In August 1993, Singh was arrested for a third time, along with three other AISSF members, while leaving the Sikh temple in his village. He was held by the police for thirteen days, during which time he was beaten until he lost consciousness. His head was shaved, an affront to Sikh religious practice, and he was then forced to stand for hours under the hot summer sun.

In April 1995, Singh testified that he was arrested for a fourth and final time while distributing party posters and collecting party funds. This time, he was held in jail for thirty-five days, again without being charged with a crime or taken before a judge. While in jail, he was tortured, humiliated, and threatened with death if he continued to support the AISSF.

The Board of Immigration Appeals ruled that they found three inconsistencies (even though they did not let the alien explain those inconsistencies.) The Court held that adverse credibility findings are reviewed for substantial evidence. The Court went on to rule that the Board of Immigration Appeals refusal to allow Singh to file a brief explaining his allegedly inconsistent testimony violated his right to due process. They ruled that the Board of Immigration Appeals must provide a petitioner with a reasonable opportunity to offer an explanation of any perceived inconsistencies that form the basis of a denial of asylum. Denying Singh the opportunity to file a brief plainly violates this well-established due process right.

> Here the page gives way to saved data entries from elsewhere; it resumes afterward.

//! Command-line front end for the AnimBlueprint scene-export converter.
//!
//! ```text
//! abx <input.json> <output.txt> [BlueprintClass]
//! ```
//!
//! When the class argument is omitted, the blueprint's generated class is
//! detected from the export's `Outer` references.

use std::env;

use abx_core::abp::{convert_document, SceneDocument};
use anyhow::{anyhow, Result};

fn main() -> Result<()> {
    env_logger::Builder::from_default_env()
        .filter_level(log::LevelFilter::Info)
        .init();

    let args: Vec<String> = env::args().collect();

    if args.len() < 3 {
        println!("Usage: abx <input.json> <output.txt> [BlueprintClass]");
        println!("\nExamples:");
        println!("  abx ABP_Ch020.json Muscular.txt");
        println!("  abx ABP_Ch020.json Muscular.txt ABP_Ch020_C");
        return Ok(());
    }

    let input = &args[1];
    let output = &args[2];

    let document = SceneDocument::load(input)?;

    let class = match args.get(3) {
        Some(class) => class.clone(),
        None => {
            let detected = document.detect_blueprint_class().ok_or_else(|| {
                anyhow!(
                    "no blueprint class found in {}; pass it as the third argument",
                    input
                )
            })?;
            log::info!("Detected blueprint class {}", detected);
            detected.to_string()
        }
    };

    let result = convert_document(&document, output, &class)?;
    println!(
        "Wrote {} nodes to {}",
        result.node_count,
        result.output_path.display()
    );

    Ok(())
}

In statements which the Board was reprimanded, the Court stated that the Board, after sending the briefing schedule and transcript to an incorrect address, justified denying Singh’s motion to file a late brief by asserting that the motion was untimely. However, to comport with due process requirements, the notice afforded aliens about deportation proceedings must be reasonably calculated to reach them. The Court stated that notice mailed to an address different from the one Singh provided could not have conceivably been reasonably calculated to reach him. As Singh was not afforded notice of the deadline, the Board of Immigration Appeals reasoning that his motion was untimely is patently insufficient.

Singh’s testimony took place over the course of seven hearings spread out over four years, during some of which he was so fatigued that the hearing had to be continued “in deference to the respondent’s condition.” After reviewing Singh’s testimony alongside his explanatory brief, the Court concluded that the testimony was remarkably consistent given the circumstances. The Board of Immigration Appeals decision to the contrary was not supported by substantial evidence, and could only be a result of its refusal to entertain Singh’s brief. The Court went on further to state that the Board of Immigration Appeals own words were revealing: it considered its conclusion bolstered by he fact that Singh failed to provide “any specific and detailed arguments about the contents of his testimony and why he should be deemed a credible witness.” Because the Board of Immigration Appeals denied him the opportunity to do just that, they reversed its determination that Singh is not credible.

In its final ruling, the Court held that because the adverse credibility decision was the sole basis for the denial of asylum, substantial evidence compelled them to find that Singh is eligible for asylum. They remanded the case back to the Board of Immigration Appeals to exercise its discretion, accepting Singh’s testimony as credible, to determine whether to grant asylum.

This case is a victory for aliens insofar as it shows that their due process rights cannot simply be trampled upon and that they must be afforded some level of due process in their asylum claims.